Отворивший, предшествуя капитану, молча зашагал по дорожке меж деревьев сада к старому дому, казавшемуся заброшенным и нежилым. Хотя этот квартал Мадрида, примыкавший к Орталесскому тракту, был Алатристе не слишком хорошо знаком, капитан припомнил облупившиеся стены и выщербленную кровлю особняка, мимо которого ему как-то раз уже случалось проходить.

– Соблаговолите обождать здесь. Вас позовут, – сказал слуга, приведя его в небольшую комнату, совершенно пустую и голую, если не считать канделябра на полу, освещавшего старинные картины на стене.

В углу стоял человек в черном плаще и черной же широкополой шляпе. При появлении капитана он не шевельнулся, а когда слуга – на свету обнаружились лишь его немолодые лета, ибо ливреи, которая помогла бы определить, кому он служит, на нем не было, – вышел и они оказались наедине, остался недвижим, хотя внимательно разглядывал вновь прибывшего. О том, что это живое существо, а не каменное изваяние, судить можно было лишь по глазам – очень черным и очень блестящим: идущий снизу свет придавал им какое-то зловещее выражение. Цепкий взгляд Алатристе сразу отметил, что на ногах у него кожаные сапоги, а край плаща приподнят сзади кончиком шпаги. Незнакомец держался с непринужденной уверенностью человека, хорошо владеющего оружием, – то была повадка солдата или наемного убийцы. Они не обменялись ни единым словом и стояли на равном расстоянии от канделябра молча и неподвижно, скрестив взгляды: каждый пытался определить, враг перед ним или друг, хотя, если вспомнить, каков был род занятий Диего Алатристе, оба превосходнейшим образом могли оказаться союзниками и противниками одновременно.

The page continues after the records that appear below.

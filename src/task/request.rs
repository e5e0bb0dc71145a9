//! Run requests submitted to the coordinator.

use std::fmt;

use serde::{Deserialize, Serialize};

use crate::task::context::TaskContext;
use crate::task::kinds::{CommandKind, NotifierId, TaskKind};

/// Provenance of a run request.
#[derive(Debug, Clone, Copy, PartialEq, Eq, Hash, Serialize, Deserialize)]
#[serde(rename_all = "snake_case")]
pub enum RunBy {
    User,
    Scheduler,
}

impl fmt::Display for RunBy {
    fn fmt(&self, f: &mut fmt::Formatter<'_>) -> fmt::Result {
        let s = match self {
            Self::User => "user",
            Self::Scheduler => "scheduler",
        };
        write!(f, "{s}")
    }
}

/// A request to run one (task, command) pair.
#[derive(Debug, Clone)]
pub struct RunRequest {
    pub task_kind: TaskKind,
    pub command_kind: CommandKind,
    pub notifier_id: NotifierId,
    pub notify_on_start: bool,
    pub run_by: RunBy,
    pub context: Option<TaskContext>,
}

impl RunRequest {
    /// A user-initiated request that announces itself on start.
    pub fn by_user(
        task_kind: impl Into<TaskKind>,
        command_kind: impl Into<CommandKind>,
        notifier_id: impl Into<NotifierId>,
    ) -> Self {
        Self {
            task_kind: task_kind.into(),
            command_kind: command_kind.into(),
            notifier_id: notifier_id.into(),
            notify_on_start: true,
            run_by: RunBy::User,
            context: None,
        }
    }

    /// A scheduler-initiated request. Scheduled runs start silently.
    pub fn by_scheduler(
        task_kind: impl Into<TaskKind>,
        command_kind: impl Into<CommandKind>,
        notifier_id: impl Into<NotifierId>,
    ) -> Self {
        Self {
            task_kind: task_kind.into(),
            command_kind: command_kind.into(),
            notifier_id: notifier_id.into(),
            notify_on_start: false,
            run_by: RunBy::Scheduler,
            context: None,
        }
    }

    pub fn with_context(mut self, context: TaskContext) -> Self {
        self.context = Some(context);
        self
    }

    pub fn with_notify_on_start(mut self, notify: bool) -> Self {
        self.notify_on_start = notify;
        self
    }
}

– Не убивать! – произнес тот, кто был выше ростом.

Дородный и осанистый, он выделялся еще и тем, что – единственный из всех – оставался в шляпе, на которой не было ни перьев, ни ленты. Маска закрывала ему лицо, оставляя на виду лишь краешек черной густой бородки. Его темный, дорогого сукна колет был отделан по вороту и рукавам брабантскими кружевами, из-под наброшенного на плечи плаща поблескивали золотая цепь на шее, позолоченная рукоять шпаги. Он говорил тоном человека, умеющего и повелевать, и повиноваться, и хотя бы первое подтверждалось тем, как почтительно обращался к нему его спутник – невысокий, круглоголовый и плешивый, в темном просторном одеянии. Люди в масках приняли Диего Алатристе и второго гостя лишь после того, как заставили их провести в приемной томительные полчаса.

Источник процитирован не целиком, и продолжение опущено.